DATE & TIME
1 October 2026, 15:45 – 17:15
ROOM
Peacock 1
TRACKS
TRACK 2: Living Labs for Policies, Governance, Collaboration and Innovation Ecosystems
TRACK 5: Living Labs Operations, Methods, Tools, and Impact
Description
The IPLL (Invisible Patterns in Living Labs) workshop offers an experiential approach to identifying cross-cutting dynamic patterns present in various contexts (nature, organizations, individuals, social systems).

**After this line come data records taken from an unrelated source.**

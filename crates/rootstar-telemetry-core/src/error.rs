//! Error types for the telemetry wire layer
//!
//! These errors work in `no_std` environments. Frame-level anomalies that the
//! decoder heals by itself (resynchronization noise, checksum mismatches) are
//! not errors; they are reported through [`crate::frame::Step`] and
//! [`crate::frame::ChecksumStatus`] instead. The types here cover caller
//! misuse and invariant violations that force a reset.

use core::fmt;

use serde::{Deserialize, Serialize};

// ============================================================================
// Decode Errors
// ============================================================================

/// Defensive errors raised by the frame decoder.
///
/// Every variant leaves the decoder reset to `Idle`.
#[derive(Debug, Clone, Copy, PartialEq, Eq, Serialize, Deserialize)]
pub enum DecodeError {
    /// A byte was fed while a completed frame was still waiting to be taken
    UnconsumedFrame {
        /// The byte that arrived too early
        byte: u8,
    },
    /// The accumulator cursor ran past the frame length
    CursorOverrun {
        /// Cursor position observed
        cursor: usize,
        /// Frame length for the active variant
        expected: usize,
    },
    /// A frame was requested before the decoder reached `Complete`
    FrameNotReady,
}

impl fmt::Display for DecodeError {
    fn fmt(&self, f: &mut fmt::Formatter<'_>) -> fmt::Result {
        match self {
            Self::UnconsumedFrame { byte } => {
                write!(f, "Byte 0x{byte:02X} fed while a completed frame was pending")
            }
            Self::CursorOverrun { cursor, expected } => {
                write!(f, "Accumulator cursor {cursor} exceeds frame length {expected}")
            }
            Self::FrameNotReady => write!(f, "No completed frame available"),
        }
    }
}

#[cfg(feature = "defmt")]
impl defmt::Format for DecodeError {
    fn format(&self, f: defmt::Formatter) {
        match self {
            Self::UnconsumedFrame { byte } => defmt::write!(f, "Unconsumed frame: {:02X}", byte),
            Self::CursorOverrun { cursor, expected } => {
                defmt::write!(f, "Cursor {} > {}", cursor, expected);
            }
            Self::FrameNotReady => defmt::write!(f, "Frame not ready"),
        }
    }
}

// ============================================================================
// Encode Errors
// ============================================================================

/// Errors while building a wire frame.
#[derive(Debug, Clone, Copy, PartialEq, Eq, Serialize, Deserialize)]
pub enum EncodeError {
    /// Wrong number of channel values for the variant
    ChannelCount {
        /// Values supplied
        got: usize,
        /// Values the variant carries
        expected: usize,
    },
    /// Sub-mode outside the variant's sync range
    SubModeOutOfRange {
        /// Requested sub-mode
        sub_mode: u8,
        /// Number of sync values the variant accepts
        available: u8,
    },
    /// Output buffer too small
    BufferOverflow {
        /// Required size
        required: usize,
        /// Available size
        available: usize,
    },
}

impl fmt::Display for EncodeError {
    fn fmt(&self, f: &mut fmt::Formatter<'_>) -> fmt::Result {
        match self {
            Self::ChannelCount { got, expected } => {
                write!(f, "Channel count mismatch: got {got}, variant carries {expected}")
            }
            Self::SubModeOutOfRange { sub_mode, available } => {
                write!(f, "Sub-mode {sub_mode} out of range (0..{available})")
            }
            Self::BufferOverflow { required, available } => {
                write!(f, "Buffer overflow: need {required} bytes, have {available}")
            }
        }
    }
}

#[cfg(feature = "defmt")]
impl defmt::Format for EncodeError {
    fn format(&self, f: defmt::Formatter) {
        match self {
            Self::ChannelCount { got, expected } => {
                defmt::write!(f, "Channels: {} != {}", got, expected);
            }
            Self::SubModeOutOfRange { sub_mode, available } => {
                defmt::write!(f, "Sub-mode {} >= {}", sub_mode, available);
            }
            Self::BufferOverflow { required, available } => {
                defmt::write!(f, "Overflow: {} > {}", required, available);
            }
        }
    }
}

// ============================================================================
// Variant Errors
// ============================================================================

/// Unknown protocol variant identifier.
#[derive(Debug, Clone, Copy, PartialEq, Eq, Serialize, Deserialize)]
pub struct UnknownVariant {
    /// The identifier that was rejected
    pub id: u8,
}

impl fmt::Display for UnknownVariant {
    fn fmt(&self, f: &mut fmt::Formatter<'_>) -> fmt::Result {
        write!(f, "Unknown protocol variant {} (expected 1-6)", self.id)
    }
}

#[cfg(feature = "defmt")]
impl defmt::Format for UnknownVariant {
    fn format(&self, f: defmt::Formatter) {
        defmt::write!(f, "Unknown variant {}", self.id);
    }
}

#[cfg(feature = "std")]
impl std::error::Error for DecodeError {}

#[cfg(feature = "std")]
impl std::error::Error for EncodeError {}

#[cfg(feature = "std")]
impl std::error::Error for UnknownVariant {}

Through a collaborative card-based game, participants explore, compare, and connect these dynamics to better understand the underlying mechanisms that structure collective innovation processes.
Agenda
| Time | Item |
|---|---|
| 15:45 – 15:55 |
Brief Introductions of Participants Context: complexity of Living Labs, difficulty in structuring them. Open question: “Why do initiatives rich in stakeholders and ideas sometimes produce few results?” Objective: “to create a level of cognitive engagement” |
| 15:55 – 16:05 |
Card Distribution & Immersion Distribution of cards (participants + possible audience). Each card = a concrete situation. Instructions: “You have a situation. Your objective is to understand how it works, without trying to categorize it immediately.” |
| 16:05 – 16:20 |
Free Exploration Participants circulate: free exchange, comparison of situations, identification of similarities. Objective: to elicit insights, to create movement and interaction. |
| 16:20 – 16:35 |
Grouping by Similarity Participants must group together: “Form groups of situations that, in your opinion, function in the same way.” Result: emergence of clusters, beginning of spontaneous structuring. |
| 16:35 – 16:55 |
Gradual Revelation of Patterns The facilitator introduces the patterns one by one. Examples: congestion, propagation, regulation, saturation, bifurcation, emergence, oscillation, misalignment. For each pattern: the groups involved express themselves, they explain their reasoning, group discussion. Key moment: realization that different systems are based on the same dynamics. |
| 16:55 – 17:05 |
Living Labs Perspective Transition: “What if these dynamics are also those you observe in your projects?” Discussion: identification within their contexts, connection to their practices. |
| 17:05 – 17:15 |
In-Depth Exploration Subgroup work: each group chooses a pattern. Addresses: Where does it appear in your context? What effects does it produce? How could it be better managed? |
| 17:15 – 17:25 |
Debrief & Synthesis Group discussion: what was surprising, what makes sense, what is transferable. Final message: “Problems are not always different. They are often the same dynamics, in different contexts.” |
Facilitators
Paméla Magotte
Board Member, La Fabrique du Futur
Paméla Magotte
Board Member, La Fabrique du FuturPaméla Magotte is an independent researcher and founder of the Symbiote research programme, on the Board of La Fabrique du Futur. Following a burnout, she embarked on a journey to understand her own cognitive mechanisms and certain experiences that could not be satisfactorily explained within existing scientific frameworks. This led her to explore epistemology, the limits of complex systems modelling, and the identification of cross-domain dynamic invariants. Her work progressively resulted in the formalisation of an Organisational Computational Unit (OCU), a computational building block designed to represent the dynamics of organisation, regulation, and reconfiguration observed in living and complex systems. This approach opens new perspectives for simulation, decision support, and the design of more resilient systems in fields such as organisations (notably living labs), energy, materials science, critical infrastructures, and artificial intelligence.
Eric Seulliet
Founder, La Fabrique du Futur
Eric Seulliet
Founder, La Fabrique du FuturEric Seulliet is a graduate of HEC Paris. He is the founder of La Fabrique du Futur, a think tank and innovation ecosystem created in 2006 to explore desirable futures, foster responsible innovation, and strengthen the dialogue between technological progress, societal transformation, and sustainable development. Recognized as a Living Lab by the European Network of Living Labs (ENoLL) since 2008, La Fabrique du Futur brings together companies, public organizations, researchers, entrepreneurs, and citizens to co-design and experiment with innovative solutions addressing major societal challenges. As an innovation strategist, facilitator, and coach, he supports organizations, entrepreneurs, and startups in the design of innovative projects, business models, and collaborative ecosystems. His work focuses particularly on the transformative potential of deep technologies, including artificial intelligence, blockchain, immersive technologies, virtual worlds, and emerging digital ecosystems. Today, within La Fabrique du Futur, Eric is leading the development of the Alliance of Manufacturers of the Future, an international ecosystem of impact makers, innovators, and changemakers committed to building more desirable, sustainable, and human-centered futures.